В очередной сеанс Зорге передал через Бернхарда радиограмму в Центр:

"Связался с Одзаки и после основательной проверки опять решил привлечь его к работе. Это очень верный, умный человек. Занимает видное положение в крупной газете, имеет широкий круг знакомств".

* * *

Посыльный — мальчишка в голубой ливрее и белых перчатках — разыскал Зорге в вестибюле отеля.

— Господин! — Грум склонился в почтительном поклоне. — Вас просят к телефону!

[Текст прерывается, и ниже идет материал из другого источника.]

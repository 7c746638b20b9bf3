//! Job coordination: probing or resuming, fanning out workers, assembling.

use crate::assemble::OutputFile;
use crate::download::{download_range, ConnectionLimiter, FetchContext, RangeSlot};
use crate::error::DownloadError;
use crate::plan::{compact, part_count, plan_ranges};
use crate::probe::probe;
use crate::state::{job_name, Checkpoint, StateStore, CHECKPOINT_VERSION};
use crate::transport::Transport;
use crate::types::{DownloadConfig, Range};
use std::path::PathBuf;
use std::sync::Arc;
use tokio::task::JoinSet;
use tracing::{debug, error, info, warn};

/// A download of one URL into one file, split into ranges.
///
/// Created either by probing a URL ([`DownloadJob::probe`]) or by loading a
/// checkpoint ([`DownloadJob::from_checkpoint`]), then driven to completion
/// with [`DownloadJob::run`].
#[derive(Debug, Clone)]
pub struct DownloadJob {
    url: String,
    file_name: String,
    length: Option<u64>,
    range_size: u64,
    part_count: usize,
    resumable: bool,
    max_connections: usize,
    skip_tls_verify: bool,
    ranges: Vec<Range>,
    config: DownloadConfig,
    resumed: bool,
}

impl DownloadJob {
    /// Probes `url` and plans its ranges.
    ///
    /// No file or checkpoint is created here; a failed probe leaves the job
    /// directory untouched.
    pub async fn probe(url: &str, config: &DownloadConfig) -> Result<Self, DownloadError> {
        config.validate()?;
        let transport = Transport::new(config)?;
        let info = probe(&transport, url).await?;

        let (ranges, parts) = match (info.resumable, info.length) {
            (true, Some(length)) => {
                let parts = part_count(length, config.range_size)?;
                (plan_ranges(length, config.range_size, parts), parts)
            }
            _ => (vec![Range::unbounded()], 1),
        };

        info!(
            "📦 {}: {} range(s), length {:?}, resumable: {}",
            info.file_name,
            ranges.len(),
            info.length,
            info.resumable
        );

        Ok(Self {
            url: url.to_string(),
            file_name: info.file_name,
            length: info.length,
            range_size: config.range_size,
            part_count: parts,
            resumable: info.resumable,
            max_connections: config.max_connections,
            skip_tls_verify: config.skip_tls_verify,
            ranges,
            config: config.clone(),
            resumed: false,
        })
    }

    /// Rebuilds a job from its checkpoint, keeping only unfinished ranges.
    ///
    /// `name_or_url` is the job name or the original URL. Range size and
    /// connection count come from the checkpoint; TLS and retry settings come
    /// from `config`.
    pub async fn from_checkpoint(
        name_or_url: &str,
        config: &DownloadConfig,
    ) -> Result<Self, DownloadError> {
        config.validate()?;
        let name = job_name(name_or_url);
        let checkpoint = StateStore::load(&config.data_dir, &name).await?;
        let ranges = compact(&checkpoint.ranges);

        info!(
            "♻️  Resuming {}: {} of {} range(s) left, {} bytes remaining",
            checkpoint.file_name,
            ranges.len(),
            checkpoint.ranges.len(),
            checkpoint.remaining_bytes()
        );

        Ok(Self {
            url: checkpoint.url,
            file_name: checkpoint.file_name,
            length: Some(checkpoint.length),
            range_size: checkpoint.range_size,
            part_count: checkpoint.part_count,
            resumable: true,
            max_connections: checkpoint.max_connections.max(1),
            skip_tls_verify: config.skip_tls_verify,
            ranges,
            config: config.clone(),
            resumed: true,
        })
    }

    pub fn url(&self) -> &str {
        &self.url
    }

    pub fn file_name(&self) -> &str {
        &self.file_name
    }

    pub fn length(&self) -> Option<u64> {
        self.length
    }

    pub fn range_size(&self) -> u64 {
        self.range_size
    }

    pub fn part_count(&self) -> usize {
        self.part_count
    }

    pub fn is_resumable(&self) -> bool {
        self.resumable
    }

    pub fn max_connections(&self) -> usize {
        self.max_connections
    }

    /// Ranges this job will fetch, in plan order.
    pub fn ranges(&self) -> &[Range] {
        &self.ranges
    }

    /// Downloads every range and renames the temp file into place.
    ///
    /// A resumed job with nothing left whose final file already exists returns
    /// that file untouched.
    ///
    /// All workers are drained before returning, even after a failure. On
    /// failure the temp file and checkpoint stay behind for a later resume and
    /// the error of the first failed range (in plan order) is returned.
    pub async fn run(self) -> Result<PathBuf, DownloadError> {
        let transport = Transport::new(&DownloadConfig {
            skip_tls_verify: self.skip_tls_verify,
            ..self.config.clone()
        })?;
        let data_dir = self.config.data_dir.clone();

        let final_path = data_dir.join(&self.file_name);
        if self.resumed && self.ranges.is_empty() && tokio::fs::try_exists(&final_path).await? {
            info!("✅ {} is already complete", final_path.display());
            return Ok(final_path);
        }

        let file = OutputFile::open(&data_dir, &self.file_name, self.length, self.resumed).await?;
        let store = self
            .resumable
            .then(|| StateStore::new(&data_dir, &self.file_name));

        let slots: Arc<[RangeSlot]> = self.ranges.iter().copied().map(RangeSlot::new).collect();

        if let Some(store) = &store {
            if !self.resumed {
                store.save(|| self.checkpoint(&slots)).await?;
            }
        }

        let progress = self.progress_bar();
        let ctx = Arc::new(FetchContext {
            transport,
            url: self.url.clone(),
            file: file.clone(),
            progress: progress.clone(),
            single_range: slots.len() == 1,
        });
        let limiter = ConnectionLimiter::new(self.max_connections);

        let mut tasks = JoinSet::new();
        for index in 0..slots.len() {
            let ctx = Arc::clone(&ctx);
            let slots = Arc::clone(&slots);
            let limiter = limiter.clone();
            let retry = self.config.retry;
            tasks.spawn(async move {
                let result = download_range(&ctx, &limiter, &retry, &slots[index]).await;
                (index, result)
            });
        }

        let mut failures: Vec<Option<DownloadError>> = (0..slots.len()).map(|_| None).collect();
        let mut task_failure = None;
        let mut reported = 0usize;

        while let Some(joined) = tasks.join_next().await {
            reported += 1;
            match joined {
                Ok((index, Ok(()))) => {
                    debug!(
                        "Range {} done ({} retries), {}/{} reported",
                        index,
                        slots[index].retries(),
                        reported,
                        slots.len()
                    );
                }
                Ok((index, Err(e))) => {
                    error!(
                        "Range {} failed after {} retries: {}",
                        index,
                        slots[index].retries(),
                        e
                    );
                    failures[index] = Some(e);
                }
                Err(e) => {
                    error!("Task join error: {}", e);
                    task_failure.get_or_insert(DownloadError::TaskFailed(e.to_string()));
                }
            }

            if let Some(store) = &store {
                if let Err(e) = store.save(|| self.checkpoint(&slots)).await {
                    warn!("Failed to write checkpoint {}: {}", store.path().display(), e);
                }
            }
        }
        drop(ctx);

        if let Some(e) = failures.into_iter().flatten().next().or(task_failure) {
            progress.abandon_with_message("❌ Download failed!");
            return Err(e);
        }

        progress.finish_with_message("✅ Done");
        file.finalize().await
    }

    /// Snapshot of the job with the slots' current progress.
    fn checkpoint(&self, slots: &[RangeSlot]) -> Checkpoint {
        Checkpoint {
            version: CHECKPOINT_VERSION,
            url: self.url.clone(),
            file_name: self.file_name.clone(),
            part_count: self.part_count,
            length: self.length.unwrap_or(0),
            range_size: self.range_size,
            max_connections: self.max_connections,
            ranges: slots.iter().map(RangeSlot::snapshot).collect(),
        }
    }

    fn progress_bar(&self) -> indicatif::ProgressBar {
        if !self.config.show_progress {
            return indicatif::ProgressBar::hidden();
        }

        let Some(length) = self.length.filter(|_| self.resumable) else {
            let spinner = indicatif::ProgressBar::new_spinner();
            spinner.set_style(
                indicatif::ProgressStyle::default_spinner()
                    .template("{spinner:.cyan} {bytes} {msg} | {binary_bytes_per_sec}, {elapsed_precise} elapsed")
                    .unwrap_or_else(|_| indicatif::ProgressStyle::default_spinner()),
            );
            spinner.set_message(self.file_name.clone());
            return spinner;
        };

        let remaining: u64 = self.ranges.iter().filter_map(Range::remaining).sum();
        let bar = indicatif::ProgressBar::new(length);
        bar.set_style(
            indicatif::ProgressStyle::default_bar()
                .template("{spinner:.cyan} [{bar:40.cyan/blue}] {bytes}/{total_bytes} {msg} | {binary_bytes_per_sec}, ETA {eta_precise}")
                .unwrap_or_else(|_| indicatif::ProgressStyle::default_bar())
                .progress_chars("█▓▒░ "),
        );
        bar.set_position(length.saturating_sub(remaining));
        bar.set_message(self.file_name.clone());
        bar
    }
}

/// Probes `url` and downloads it into the configured job directory.
pub async fn download(url: &str, config: &DownloadConfig) -> Result<PathBuf, DownloadError> {
    DownloadJob::probe(url, config).await?.run().await
}

/// Resumes the job named by `name_or_url` from its checkpoint.
pub async fn resume(name_or_url: &str, config: &DownloadConfig) -> Result<PathBuf, DownloadError> {
    DownloadJob::from_checkpoint(name_or_url, config)
        .await?
        .run()
        .await
}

Кланяясь, он пятился назад, показывая путь к аппарату.

— Говорит секретарь посла, — отозвалось в трубке. — Его превосходительство хочет побеседовать с вами сегодня вечером. Если вам удобно, в девятнадцать часов.

— Благодарю вас, непременно буду, — ответил Рихард.

Что мог означать этот неожиданный вызов? Германский посол Герберт Дирксен получил назначение в Токио лишь недавно. До этого он был послом в Москве. В Токио они виделись только однажды: когда новый посол принимал корреспондентов, представляющих в Японии немецкую прессу. Вместе с Зорге нанесли тогда протокольный визит корреспондент центрального органа нацистской партии "Фёлькишер беобахтер" принц фон Урах, хваставшийся тем, что доводится кузеном бельгийскому королю; корреспондент "Кёльнишер цайтунг" старик Фриц Гердер, бывший офицер вильгельмовской армии, проведший несколько лет в русском плену (Гердер не скрывал своих антипатий к нацистам, а заодно и к Зорге), а так же руководитель токийского отделения официального германского телеграфного агентства Дойче Нахрихтен Бюро (ДНБ), глава нацистской организации немецкой колонии в Токио Виссе. Рихарду было известно, что этот маленький "фюрер" был разведчиком.

Беседа с послом протекала тогда сухо, официально и совсем недолго: каждому Дирксен уделил не более минуты.

Конечно, Зорге располагал сведениями о новом после. Герберт Дирксен был из той породы старых немецких дипломатов, услугами которых охотно пользовались нацисты. Он имел связи в берлинской верхушке, владел огромным поместьем. Что ж, это было в порядке вещей. К примеру, его коллега германский посол в Лондоне, претендент на пост министра иностранных дел рейха Иоахим фон Риббентроп тоже завоевал покровительство Гитлера не только покорной службой, но и кошельком. В молодости Риббентроп коммивояжером разъезжал по Европе с чемоданом, набитым рекламными коньячно-водочными изделиями немецких и французских фирм, сколотил энную сумму и сделал верную ставку — стал субсидировать фашиствующего фельдфебеля.

Рихард знал, что Гитлер проводил чистку старого аппарата Министерства иностранных дел, выдвигал на дипломатическую службу только верных подручных из СС и СА. Если он сохранил Дирксена — это неспроста: у германского посла какие-то заслуги перед фашизмом…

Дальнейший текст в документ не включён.